> Brief
In your answer, transcribe all of the data exactly.
_ _ _
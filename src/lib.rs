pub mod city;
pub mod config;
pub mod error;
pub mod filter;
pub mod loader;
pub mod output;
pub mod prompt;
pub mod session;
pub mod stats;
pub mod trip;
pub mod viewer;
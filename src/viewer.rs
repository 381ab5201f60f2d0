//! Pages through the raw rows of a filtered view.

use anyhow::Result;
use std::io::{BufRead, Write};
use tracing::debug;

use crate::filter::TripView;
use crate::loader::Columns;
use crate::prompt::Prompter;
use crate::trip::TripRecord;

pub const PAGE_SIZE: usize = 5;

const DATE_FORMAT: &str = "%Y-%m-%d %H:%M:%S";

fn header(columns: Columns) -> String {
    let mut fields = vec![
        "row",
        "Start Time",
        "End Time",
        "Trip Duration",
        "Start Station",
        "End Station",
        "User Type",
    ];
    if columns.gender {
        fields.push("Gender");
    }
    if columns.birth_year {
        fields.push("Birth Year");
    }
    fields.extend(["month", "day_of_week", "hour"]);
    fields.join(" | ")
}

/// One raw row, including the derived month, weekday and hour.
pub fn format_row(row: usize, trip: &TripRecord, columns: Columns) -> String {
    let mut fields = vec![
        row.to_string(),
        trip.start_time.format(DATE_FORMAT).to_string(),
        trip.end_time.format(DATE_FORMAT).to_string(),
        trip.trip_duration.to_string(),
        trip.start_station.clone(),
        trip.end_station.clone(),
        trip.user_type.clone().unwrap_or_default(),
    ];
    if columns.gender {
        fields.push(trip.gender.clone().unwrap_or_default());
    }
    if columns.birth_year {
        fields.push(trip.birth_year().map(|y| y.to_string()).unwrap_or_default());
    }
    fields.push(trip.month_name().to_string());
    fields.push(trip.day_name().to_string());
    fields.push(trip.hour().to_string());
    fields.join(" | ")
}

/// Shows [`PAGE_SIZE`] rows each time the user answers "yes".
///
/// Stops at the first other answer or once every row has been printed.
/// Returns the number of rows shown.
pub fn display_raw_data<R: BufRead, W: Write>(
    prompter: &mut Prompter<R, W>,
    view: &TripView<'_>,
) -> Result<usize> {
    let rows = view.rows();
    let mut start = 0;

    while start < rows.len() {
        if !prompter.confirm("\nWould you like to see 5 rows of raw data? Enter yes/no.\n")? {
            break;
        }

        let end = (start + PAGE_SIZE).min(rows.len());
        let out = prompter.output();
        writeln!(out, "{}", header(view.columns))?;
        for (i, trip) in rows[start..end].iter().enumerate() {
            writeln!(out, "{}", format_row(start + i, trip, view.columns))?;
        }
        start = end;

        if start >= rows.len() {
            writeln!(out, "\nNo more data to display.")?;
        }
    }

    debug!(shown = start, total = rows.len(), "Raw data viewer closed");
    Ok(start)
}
_ _ _
> Response area
filename src/lib.rs
pub mod city;
pub mod config;
pub mod error;
pub mod filter;
pub mod loader;
pub mod output;
pub mod prompt;
pub mod session;
pub mod stats;
pub mod trip;
pub mod viewer;
filename src/viewer.rs
repository 381ab5201f60f2d0
//! Pages through the raw rows of a filtered view.

use anyhow::Result;
use std::io::{BufRead, Write};
use tracing::debug;

use crate::filter::TripView;
use crate::loader::Columns;
use crate::prompt::Prompter;
use crate::trip::TripRecord;

pub const PAGE_SIZE: usize = 5;

const DATE_FORMAT: &str = "%Y-%m-%d %H:%M:%S";

fn header(columns: Columns) -> String {
    let mut fields = vec![
        "row",
        "Start Time",
        "End Time",
        "Trip Duration",
        "Start Station",
        "End Station",
        "User Type",
    ];
    if columns.gender {
        fields.push("Gender");
    }
    if columns.birth_year {
        fields.push("Birth Year");
    }
    fields.extend(["month", "day_of_week", "hour"]);
    fields.join(" | ")
}

/// One raw row, including the derived month, weekday and hour.
pub fn format_row(row: usize, trip: &TripRecord, columns: Columns) -> String {
    let mut fields = vec![
        row.to_string(),
        trip.start_time.format(DATE_FORMAT).to_string(),
        trip.end_time.format(DATE_FORMAT).to_string(),
        trip.trip_duration.to_string(),
        trip.start_station.clone(),
        trip.end_station.clone(),
        trip.user_type.clone().unwrap_or_default(),
    ];
    if columns.gender {
        fields.push(trip.gender.clone().unwrap_or_default());
    }
    if columns.birth_year {
        fields.push(trip.birth_year().map(|y| y.to_string()).unwrap_or_default());
    }
    fields.push(trip.month_name().to_string());
    fields.push(trip.day_name().to_string());
    fields.push(trip.hour().to_string());
    fields.join(" | ")
}

/// Shows [`PAGE_SIZE`] rows each time the user answers "yes".
///
/// Stops at the first other answer or once every row has been printed.
/// Returns the number of rows shown.
pub fn display_raw_data<R: BufRead, W: Write>(
    prompter: &mut Prompter<R, W>,
    view: &TripView<'_>,
) -> Result<usize> {
    let rows = view.rows();
    let mut start = 0;

    while start < rows.len() {
        if !prompter.confirm("\nWould you like to see 5 rows of raw data? Enter yes/no.\n")? {
            break;
        }

        let end = (start + PAGE_SIZE).min(rows.len());
        let out = prompter.output();
        writeln!(out, "{}", header(view.columns))?;
        for (i, trip) in rows[start..end].iter().enumerate() {
            writeln!(out, "{}", format_row(start + i, trip, view.columns))?;
        }
        start = end;

        if start >= rows.len() {
            writeln!(out, "\nNo more data to display.")?;
        }
    }

    debug!(shown = start, total = rows.len(), "Raw data viewer closed");
    Ok(start)
}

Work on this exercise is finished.